[Start of Attachment]

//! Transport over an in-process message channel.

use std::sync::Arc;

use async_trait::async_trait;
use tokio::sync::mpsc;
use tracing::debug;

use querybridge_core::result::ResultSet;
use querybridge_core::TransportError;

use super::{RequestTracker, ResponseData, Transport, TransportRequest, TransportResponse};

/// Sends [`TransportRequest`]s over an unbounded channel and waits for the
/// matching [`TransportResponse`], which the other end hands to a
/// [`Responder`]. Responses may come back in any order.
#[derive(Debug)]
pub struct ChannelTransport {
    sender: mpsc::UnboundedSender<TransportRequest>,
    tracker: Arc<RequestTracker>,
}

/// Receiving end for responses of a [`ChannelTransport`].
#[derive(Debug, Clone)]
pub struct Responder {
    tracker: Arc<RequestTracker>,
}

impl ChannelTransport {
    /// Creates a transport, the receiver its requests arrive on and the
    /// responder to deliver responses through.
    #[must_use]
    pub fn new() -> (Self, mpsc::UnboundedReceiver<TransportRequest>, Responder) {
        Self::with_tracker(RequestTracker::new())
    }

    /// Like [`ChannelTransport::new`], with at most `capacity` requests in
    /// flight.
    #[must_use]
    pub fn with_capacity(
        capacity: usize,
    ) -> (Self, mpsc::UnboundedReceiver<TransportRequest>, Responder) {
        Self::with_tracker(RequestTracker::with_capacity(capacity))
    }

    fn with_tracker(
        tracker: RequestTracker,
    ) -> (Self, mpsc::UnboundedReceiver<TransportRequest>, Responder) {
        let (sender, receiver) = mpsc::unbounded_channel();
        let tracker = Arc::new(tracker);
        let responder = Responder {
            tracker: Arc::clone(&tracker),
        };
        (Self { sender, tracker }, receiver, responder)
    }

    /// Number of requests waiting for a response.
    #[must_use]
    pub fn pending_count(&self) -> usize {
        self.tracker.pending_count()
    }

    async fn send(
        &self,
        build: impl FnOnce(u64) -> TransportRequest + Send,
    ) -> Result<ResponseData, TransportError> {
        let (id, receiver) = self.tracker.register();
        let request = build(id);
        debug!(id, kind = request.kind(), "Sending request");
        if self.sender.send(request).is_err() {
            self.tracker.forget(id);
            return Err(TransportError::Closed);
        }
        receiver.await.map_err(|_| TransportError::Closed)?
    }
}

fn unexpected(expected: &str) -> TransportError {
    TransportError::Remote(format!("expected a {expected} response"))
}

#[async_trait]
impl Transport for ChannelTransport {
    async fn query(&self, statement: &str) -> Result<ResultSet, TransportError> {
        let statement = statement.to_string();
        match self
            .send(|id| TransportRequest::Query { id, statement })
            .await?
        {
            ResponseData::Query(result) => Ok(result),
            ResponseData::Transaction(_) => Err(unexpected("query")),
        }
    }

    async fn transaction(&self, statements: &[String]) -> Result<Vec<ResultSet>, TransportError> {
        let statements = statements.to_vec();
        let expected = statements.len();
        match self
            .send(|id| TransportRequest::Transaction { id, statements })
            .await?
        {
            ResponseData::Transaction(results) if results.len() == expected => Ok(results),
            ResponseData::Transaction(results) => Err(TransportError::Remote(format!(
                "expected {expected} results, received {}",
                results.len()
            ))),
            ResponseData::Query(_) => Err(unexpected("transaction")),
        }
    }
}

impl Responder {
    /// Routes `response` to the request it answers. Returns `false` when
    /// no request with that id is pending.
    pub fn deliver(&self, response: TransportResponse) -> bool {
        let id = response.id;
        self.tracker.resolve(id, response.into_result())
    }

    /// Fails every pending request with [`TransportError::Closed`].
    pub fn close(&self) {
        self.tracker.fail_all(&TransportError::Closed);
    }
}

[End of Attachment]
[Start of Attachment]

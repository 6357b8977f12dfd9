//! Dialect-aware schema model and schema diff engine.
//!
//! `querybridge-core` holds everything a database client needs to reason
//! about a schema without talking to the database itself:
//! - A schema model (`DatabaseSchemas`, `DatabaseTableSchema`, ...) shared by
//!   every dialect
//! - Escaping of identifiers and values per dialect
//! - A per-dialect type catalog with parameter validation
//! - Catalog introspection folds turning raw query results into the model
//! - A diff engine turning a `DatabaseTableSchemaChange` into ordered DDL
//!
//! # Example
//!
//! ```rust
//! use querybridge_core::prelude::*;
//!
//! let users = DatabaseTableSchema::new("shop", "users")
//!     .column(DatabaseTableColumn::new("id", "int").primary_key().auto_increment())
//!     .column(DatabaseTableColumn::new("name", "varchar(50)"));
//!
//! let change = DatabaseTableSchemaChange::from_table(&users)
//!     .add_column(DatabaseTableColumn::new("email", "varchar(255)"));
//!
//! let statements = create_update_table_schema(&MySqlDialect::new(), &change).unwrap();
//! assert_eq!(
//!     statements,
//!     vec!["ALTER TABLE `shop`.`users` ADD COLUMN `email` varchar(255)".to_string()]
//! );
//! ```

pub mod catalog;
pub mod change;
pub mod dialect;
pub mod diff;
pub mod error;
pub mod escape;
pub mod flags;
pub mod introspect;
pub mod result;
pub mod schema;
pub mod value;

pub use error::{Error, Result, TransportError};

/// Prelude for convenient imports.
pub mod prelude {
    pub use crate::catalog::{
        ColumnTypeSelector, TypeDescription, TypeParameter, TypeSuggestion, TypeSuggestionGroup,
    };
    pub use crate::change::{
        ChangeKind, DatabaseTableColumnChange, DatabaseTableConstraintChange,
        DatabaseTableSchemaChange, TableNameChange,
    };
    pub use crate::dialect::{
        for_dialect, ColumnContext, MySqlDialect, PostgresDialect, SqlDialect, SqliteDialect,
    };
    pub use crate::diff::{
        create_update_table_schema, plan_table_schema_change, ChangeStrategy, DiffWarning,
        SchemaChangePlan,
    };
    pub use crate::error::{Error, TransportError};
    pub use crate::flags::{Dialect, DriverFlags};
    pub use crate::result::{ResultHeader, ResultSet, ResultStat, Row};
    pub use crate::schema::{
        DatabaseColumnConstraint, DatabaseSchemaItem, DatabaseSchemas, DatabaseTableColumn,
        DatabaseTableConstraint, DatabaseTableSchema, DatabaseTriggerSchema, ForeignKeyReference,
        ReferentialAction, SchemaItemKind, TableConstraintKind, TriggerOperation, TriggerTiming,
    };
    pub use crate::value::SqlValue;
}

[End of Attachment]
[Start of Attachment]

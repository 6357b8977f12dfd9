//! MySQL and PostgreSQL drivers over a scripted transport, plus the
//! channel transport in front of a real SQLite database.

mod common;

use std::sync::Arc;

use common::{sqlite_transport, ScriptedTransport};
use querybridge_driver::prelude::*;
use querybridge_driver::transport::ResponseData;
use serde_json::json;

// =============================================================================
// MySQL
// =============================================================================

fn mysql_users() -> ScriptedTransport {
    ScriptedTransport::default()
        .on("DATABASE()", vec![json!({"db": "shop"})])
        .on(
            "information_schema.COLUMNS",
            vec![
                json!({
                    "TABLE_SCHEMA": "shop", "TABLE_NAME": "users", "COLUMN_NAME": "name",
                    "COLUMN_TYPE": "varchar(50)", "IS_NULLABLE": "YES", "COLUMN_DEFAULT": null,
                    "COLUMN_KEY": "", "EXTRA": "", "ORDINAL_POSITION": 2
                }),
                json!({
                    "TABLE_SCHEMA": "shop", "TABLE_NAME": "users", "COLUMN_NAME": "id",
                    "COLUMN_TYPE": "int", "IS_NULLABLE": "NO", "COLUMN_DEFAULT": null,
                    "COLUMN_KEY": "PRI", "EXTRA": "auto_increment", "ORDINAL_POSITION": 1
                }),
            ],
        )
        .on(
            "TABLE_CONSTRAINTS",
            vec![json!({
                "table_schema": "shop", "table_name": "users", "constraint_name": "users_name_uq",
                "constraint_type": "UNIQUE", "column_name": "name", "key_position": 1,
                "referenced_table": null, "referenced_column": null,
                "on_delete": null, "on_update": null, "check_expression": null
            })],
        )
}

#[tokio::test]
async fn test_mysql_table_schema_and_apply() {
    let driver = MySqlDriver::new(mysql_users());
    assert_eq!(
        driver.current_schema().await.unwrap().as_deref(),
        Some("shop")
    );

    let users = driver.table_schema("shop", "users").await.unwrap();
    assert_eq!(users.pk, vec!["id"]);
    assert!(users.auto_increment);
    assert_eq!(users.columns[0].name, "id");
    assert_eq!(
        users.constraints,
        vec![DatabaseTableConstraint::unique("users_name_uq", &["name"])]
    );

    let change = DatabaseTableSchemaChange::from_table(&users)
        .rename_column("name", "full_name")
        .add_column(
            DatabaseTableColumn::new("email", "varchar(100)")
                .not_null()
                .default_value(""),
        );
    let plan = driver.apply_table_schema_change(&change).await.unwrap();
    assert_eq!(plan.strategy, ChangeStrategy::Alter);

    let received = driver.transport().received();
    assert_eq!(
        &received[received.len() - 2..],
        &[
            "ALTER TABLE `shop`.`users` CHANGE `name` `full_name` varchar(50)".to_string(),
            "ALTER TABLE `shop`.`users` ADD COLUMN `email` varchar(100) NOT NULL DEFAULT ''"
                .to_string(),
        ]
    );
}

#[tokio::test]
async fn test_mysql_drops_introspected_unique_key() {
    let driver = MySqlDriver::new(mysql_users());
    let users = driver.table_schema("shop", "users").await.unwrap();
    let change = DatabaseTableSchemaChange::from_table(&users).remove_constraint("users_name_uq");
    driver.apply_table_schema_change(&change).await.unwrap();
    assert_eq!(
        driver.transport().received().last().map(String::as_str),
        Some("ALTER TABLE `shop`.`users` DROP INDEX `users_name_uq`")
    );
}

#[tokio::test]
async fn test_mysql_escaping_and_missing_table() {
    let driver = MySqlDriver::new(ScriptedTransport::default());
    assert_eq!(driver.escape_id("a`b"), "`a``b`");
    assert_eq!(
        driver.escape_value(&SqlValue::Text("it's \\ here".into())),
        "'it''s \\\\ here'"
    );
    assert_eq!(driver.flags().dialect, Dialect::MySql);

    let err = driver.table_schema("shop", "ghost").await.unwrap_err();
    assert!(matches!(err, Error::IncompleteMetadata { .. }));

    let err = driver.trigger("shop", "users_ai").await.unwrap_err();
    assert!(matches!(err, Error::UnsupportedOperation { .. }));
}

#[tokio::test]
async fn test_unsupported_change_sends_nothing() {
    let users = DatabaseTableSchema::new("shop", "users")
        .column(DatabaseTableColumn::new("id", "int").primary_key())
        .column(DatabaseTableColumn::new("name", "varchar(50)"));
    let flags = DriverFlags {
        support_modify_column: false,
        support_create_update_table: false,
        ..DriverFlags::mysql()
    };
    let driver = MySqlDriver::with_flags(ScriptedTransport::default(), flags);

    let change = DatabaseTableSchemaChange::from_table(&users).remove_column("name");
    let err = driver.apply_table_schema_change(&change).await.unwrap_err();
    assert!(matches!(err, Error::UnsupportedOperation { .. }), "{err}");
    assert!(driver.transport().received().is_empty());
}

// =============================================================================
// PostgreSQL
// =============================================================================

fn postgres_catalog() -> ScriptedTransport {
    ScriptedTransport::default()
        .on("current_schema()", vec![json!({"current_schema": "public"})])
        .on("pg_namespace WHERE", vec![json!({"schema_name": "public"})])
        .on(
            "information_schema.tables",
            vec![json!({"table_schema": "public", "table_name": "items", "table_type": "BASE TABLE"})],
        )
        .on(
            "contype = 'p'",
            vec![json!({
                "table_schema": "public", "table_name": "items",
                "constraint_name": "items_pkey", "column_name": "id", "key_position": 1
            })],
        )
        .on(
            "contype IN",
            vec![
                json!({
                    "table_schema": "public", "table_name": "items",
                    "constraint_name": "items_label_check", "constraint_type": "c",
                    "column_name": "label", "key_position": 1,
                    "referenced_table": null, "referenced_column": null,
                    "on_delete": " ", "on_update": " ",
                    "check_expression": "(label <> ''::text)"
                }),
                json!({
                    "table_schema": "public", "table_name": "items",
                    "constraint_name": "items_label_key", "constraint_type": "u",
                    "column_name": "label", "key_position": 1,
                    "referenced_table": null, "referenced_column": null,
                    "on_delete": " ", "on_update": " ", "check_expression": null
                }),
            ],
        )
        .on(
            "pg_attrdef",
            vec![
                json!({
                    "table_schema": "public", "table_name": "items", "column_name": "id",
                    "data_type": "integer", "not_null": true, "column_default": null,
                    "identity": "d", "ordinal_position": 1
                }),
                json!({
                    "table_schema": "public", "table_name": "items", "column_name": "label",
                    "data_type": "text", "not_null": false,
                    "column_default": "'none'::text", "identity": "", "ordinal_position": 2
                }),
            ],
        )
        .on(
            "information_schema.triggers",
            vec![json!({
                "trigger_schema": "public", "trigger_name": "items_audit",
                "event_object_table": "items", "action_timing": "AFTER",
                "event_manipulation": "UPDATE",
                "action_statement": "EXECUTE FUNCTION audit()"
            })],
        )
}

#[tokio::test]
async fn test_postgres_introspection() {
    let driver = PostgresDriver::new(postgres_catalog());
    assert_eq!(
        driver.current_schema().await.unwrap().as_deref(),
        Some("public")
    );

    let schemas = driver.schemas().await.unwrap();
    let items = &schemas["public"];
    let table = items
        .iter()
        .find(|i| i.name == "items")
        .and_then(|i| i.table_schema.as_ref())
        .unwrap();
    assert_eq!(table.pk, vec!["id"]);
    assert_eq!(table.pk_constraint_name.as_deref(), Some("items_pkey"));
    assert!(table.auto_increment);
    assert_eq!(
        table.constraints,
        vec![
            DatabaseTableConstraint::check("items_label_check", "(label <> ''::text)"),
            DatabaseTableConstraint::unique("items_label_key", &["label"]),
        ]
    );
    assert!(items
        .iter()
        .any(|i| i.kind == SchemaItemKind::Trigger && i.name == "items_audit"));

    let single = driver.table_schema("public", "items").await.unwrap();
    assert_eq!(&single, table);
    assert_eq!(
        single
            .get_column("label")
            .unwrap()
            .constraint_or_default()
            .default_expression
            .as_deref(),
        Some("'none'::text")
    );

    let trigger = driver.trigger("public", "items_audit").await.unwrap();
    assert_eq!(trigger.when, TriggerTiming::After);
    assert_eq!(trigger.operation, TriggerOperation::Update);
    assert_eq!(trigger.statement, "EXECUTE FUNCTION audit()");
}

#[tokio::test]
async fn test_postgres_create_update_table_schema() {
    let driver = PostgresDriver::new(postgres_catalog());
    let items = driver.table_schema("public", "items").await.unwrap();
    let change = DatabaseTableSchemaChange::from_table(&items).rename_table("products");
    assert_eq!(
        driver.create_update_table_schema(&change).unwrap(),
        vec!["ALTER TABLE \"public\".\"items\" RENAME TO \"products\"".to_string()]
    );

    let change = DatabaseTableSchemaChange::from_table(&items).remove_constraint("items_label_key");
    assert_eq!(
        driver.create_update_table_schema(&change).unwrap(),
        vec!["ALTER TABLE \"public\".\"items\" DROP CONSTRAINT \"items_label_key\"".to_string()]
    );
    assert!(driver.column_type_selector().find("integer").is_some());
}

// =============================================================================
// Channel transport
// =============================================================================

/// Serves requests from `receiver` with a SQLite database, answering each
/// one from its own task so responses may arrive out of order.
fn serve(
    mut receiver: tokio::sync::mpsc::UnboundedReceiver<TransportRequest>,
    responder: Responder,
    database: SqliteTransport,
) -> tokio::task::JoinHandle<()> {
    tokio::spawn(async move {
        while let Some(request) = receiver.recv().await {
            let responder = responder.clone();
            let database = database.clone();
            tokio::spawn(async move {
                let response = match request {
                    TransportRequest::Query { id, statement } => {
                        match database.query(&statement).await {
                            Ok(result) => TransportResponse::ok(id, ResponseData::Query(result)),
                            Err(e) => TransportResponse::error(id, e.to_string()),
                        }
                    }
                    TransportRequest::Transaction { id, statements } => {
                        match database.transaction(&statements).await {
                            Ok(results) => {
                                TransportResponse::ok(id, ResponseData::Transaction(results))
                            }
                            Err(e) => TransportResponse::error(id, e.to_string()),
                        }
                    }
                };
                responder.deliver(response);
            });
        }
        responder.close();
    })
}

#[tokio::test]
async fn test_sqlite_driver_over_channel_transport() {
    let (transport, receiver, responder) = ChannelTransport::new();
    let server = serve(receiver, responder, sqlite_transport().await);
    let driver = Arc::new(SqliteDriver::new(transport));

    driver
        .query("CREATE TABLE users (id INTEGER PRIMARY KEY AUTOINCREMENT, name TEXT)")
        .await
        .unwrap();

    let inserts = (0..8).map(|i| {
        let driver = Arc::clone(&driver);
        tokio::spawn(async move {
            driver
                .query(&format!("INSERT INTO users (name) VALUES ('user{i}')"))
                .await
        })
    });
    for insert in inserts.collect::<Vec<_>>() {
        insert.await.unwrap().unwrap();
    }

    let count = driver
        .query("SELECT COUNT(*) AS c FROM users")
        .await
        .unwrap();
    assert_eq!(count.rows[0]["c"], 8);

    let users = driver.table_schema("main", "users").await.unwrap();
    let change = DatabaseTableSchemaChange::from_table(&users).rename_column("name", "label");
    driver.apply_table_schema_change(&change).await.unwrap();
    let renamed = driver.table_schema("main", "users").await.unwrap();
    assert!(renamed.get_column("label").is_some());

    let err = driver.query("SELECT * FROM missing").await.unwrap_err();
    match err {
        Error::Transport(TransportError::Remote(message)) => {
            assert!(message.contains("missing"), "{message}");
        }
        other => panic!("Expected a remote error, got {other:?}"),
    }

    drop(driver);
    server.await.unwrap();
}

[End of Attachment]

Work required:
Look above for the line with "in-process message channel." and the line with "let tracker = Arc::new(tracker);"; transcribe both and all lines in between, exactly, and nothing else.

Output below:
//! Transport over an in-process message channel.

use std::sync::Arc;

use async_trait::async_trait;
use tokio::sync::mpsc;
use tracing::debug;

use querybridge_core::result::ResultSet;
use querybridge_core::TransportError;

use super::{RequestTracker, ResponseData, Transport, TransportRequest, TransportResponse};

/// Sends [`TransportRequest`]s over an unbounded channel and waits for the
/// matching [`TransportResponse`], which the other end hands to a
/// [`Responder`]. Responses may come back in any order.
#[derive(Debug)]
pub struct ChannelTransport {
    sender: mpsc::UnboundedSender<TransportRequest>,
    tracker: Arc<RequestTracker>,
}

/// Receiving end for responses of a [`ChannelTransport`].
#[derive(Debug, Clone)]
pub struct Responder {
    tracker: Arc<RequestTracker>,
}

impl ChannelTransport {
    /// Creates a transport, the receiver its requests arrive on and the
    /// responder to deliver responses through.
    #[must_use]
    pub fn new() -> (Self, mpsc::UnboundedReceiver<TransportRequest>, Responder) {
        Self::with_tracker(RequestTracker::new())
    }

    /// Like [`ChannelTransport::new`], with at most `capacity` requests in
    /// flight.
    #[must_use]
    pub fn with_capacity(
        capacity: usize,
    ) -> (Self, mpsc::UnboundedReceiver<TransportRequest>, Responder) {
        Self::with_tracker(RequestTracker::with_capacity(capacity))
    }

    fn with_tracker(
        tracker: RequestTracker,
    ) -> (Self, mpsc::UnboundedReceiver<TransportRequest>, Responder) {
        let (sender, receiver) = mpsc::unbounded_channel();
        let tracker = Arc::new(tracker);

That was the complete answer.